Son malos tiempos para la ironía.
Las modalidades del discurso operan en contextos específicos e interactúan con determinados estados emocionales y afectivos de la sociedad. Si en la actualidad el cinismo ocupa una posición de cierta hegemonía en los sentires, habría que analizar detenidamente si la modalidad discursiva irónica no está contribuyendo a esta preponderancia. Y también habría que analizar si el cinismo no va de la mano de la desafección generalizada frente a las instituciones, los partidos, la política y la organización social en general, más allá de los inmediatos núcleos familiares y la atomización absoluta de los afectos.
En la era digital, la ironía muchas veces queda como un simple zasca y, como es obvio, aunque esa cultura troll pueda generar risas entre acólitos, es complicado que desde esa risa cómplice se pueda construir algo más que reafirmación identitaria sin más. Es decir, más atomización autocomplaciente y estéril.
¿Hasta qué punto aquellos que sólo saben modular sus críticas políticas a través de la ironía digital no están colaborando activamente con el fortalecimiento del cinismo? Y del cinismo quien se alimenta es la extrema derecha, lo vemos todo el tiempo.
Por supuesto que la ironía es una herramienta política que puede resultar muy útil para resaltar contradicciones, o incluso para socavar las jerarquías y las estructuras de dominación. Pero, en la actualidad, el uso mayoritario de esta modalidad discursiva tiene más que ver con ridiculizar posturas que no se comparten. Es por eso que en las intervenciones irónicas, ya sea en forma de tuits, de podcasts, de directos e incluso de artículos, abundan los adjetivos como complemento absolutamente necesario. Es como si no se confiara del todo en la sutileza con la que muchas veces opera el modo irónico y por eso se necesitara resaltar el tono del discurso con una adjetivación de trazo grueso.
El exceso de adjetivos también denota la intención exclusiva de ridiculizar la postura que no se comparte. Es decir, se trata de un uso del modo irónico bastante estéril y narcisista. Y lo terrible de esta época es que muchas veces se emplean exactamente los mismos términos a partir de los cuales la ultraderecha ha construido su identidad: «globalistas», «progres», «woke», «progresía», etc.

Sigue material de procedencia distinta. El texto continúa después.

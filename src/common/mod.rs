//! Request guards shared by exchange clients
//!
//! - Circuit breaker that stops hammering a venue that keeps failing
//! - Token bucket rate limiter that keeps request bursts under venue limits

pub mod circuit_breaker;
pub mod rate_limiter;

pub use circuit_breaker::{CircuitBreaker, CircuitBreakerConfig, CircuitState};
pub use rate_limiter::{RateLimiter, RateLimiterConfig};
//! Object store gateway.
//!
//! This crate provides:
//! - An `ObjectStore` abstraction over a single bucket
//! - An S3-compatible implementation (R2, Supabase Storage, MinIO)
//! - `StorageGateway`: download to a staging directory, upload with bounded
//!   retry on connection resets, best-effort deletion

pub mod client;
pub mod error;
pub mod gateway;
pub mod metrics;
pub mod object_store;

pub use client::{S3Config, S3ObjectStore};
pub use error::{StorageError, StorageResult};
pub use gateway::{content_type_for, StorageGateway, UploadOptions};
pub use object_store::{BackendError, ObjectStore};
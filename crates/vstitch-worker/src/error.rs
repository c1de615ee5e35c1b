//! Worker error types.

use thiserror::Error;
use vstitch_jobstore::StoreError;
use vstitch_media::MediaError;
use vstitch_models::ValidationError;
use vstitch_storage::StorageError;
use vstitch_transcribe::TranscribeError;

pub type WorkerResult<T> = Result<T, WorkerError>;

/// Anything that can end a job in FAILED.
///
/// The display text is what lands in the job's error detail, so errors from
/// the collaborator crates are passed through unchanged.
#[derive(Debug, Error)]
pub enum WorkerError {
    #[error(transparent)]
    Validation(#[from] ValidationError),

    #[error(transparent)]
    Storage(#[from] StorageError),

    #[error(transparent)]
    Media(#[from] MediaError),

    #[error(transparent)]
    Transcribe(#[from] TranscribeError),

    #[error("Job store error: {0}")]
    Store(#[from] StoreError),

    #[error("Job timed out after {0}s")]
    Timeout(u64),

    #[error("Job exceeded maximum attempts ({0})")]
    AttemptsExceeded(u32),

    #[error("worker panicked: {0}")]
    Panicked(String),

    #[error("Configuration error: {0}")]
    ConfigError(String),

    #[error("IO error: {0}")]
    Io(#[from] std::io::Error),
}

impl WorkerError {
    pub fn config_error(msg: impl Into<String>) -> Self {
        Self::ConfigError(msg.into())
    }
}

#[cfg(test)]
mod tests {
    use super::*;

    #[test]
    fn test_collaborator_messages_pass_through() {
        let err = WorkerError::from(ValidationError::Empty);
        assert_eq!(err.to_string(), "Invalid or empty input file array.");

        let err = WorkerError::from(MediaError::ffmpeg_failed("exit status: 1", None, Some(1)));
        assert_eq!(err.to_string(), "ffmpeg execution failed: exit status: 1");
    }

    #[test]
    fn test_timeout_message() {
        assert_eq!(
            WorkerError::Timeout(90).to_string(),
            "Job timed out after 90s"
        );
    }
}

La ironía no es, o no debería ser, simple chulería troll que, sin importar las posturas que defienda aquel que la emplea, termina colaborando activamente a que se asienten términos que fortalecen el caudal discursivo de los discursos de odio.
La ironía es una herramienta política de primer orden, especialmente cuando subvierte inesperadamente los sentidos sobre los que se asientan las jerarquías que se pretende cuestionar. Sin embargo, en una época en que este modo discursivo se ha vuelto una vía rápida hacia el cinismo, es necesario replantearnos si la forma irónica en la que se articulan críticas y demandas no es, en realidad, la mejor forma para desactivarlas y sabotearlas desde su propio marco de enunciación. No se trata, por supuesto, de descartar la ironía, sino más bien de repensarla y de analizar en cada contexto discursivo cuál es el efecto específico que está teniendo en el estado emocional y afectivo de la sociedad. Se trata, en fin, de rescatar la ironía del pozo de cinismo en el que se halla inmersa y lograr que vuelva a ser una herramienta para cuestionar los sentidos establecidos y, por lo tanto, para renovar el lenguaje.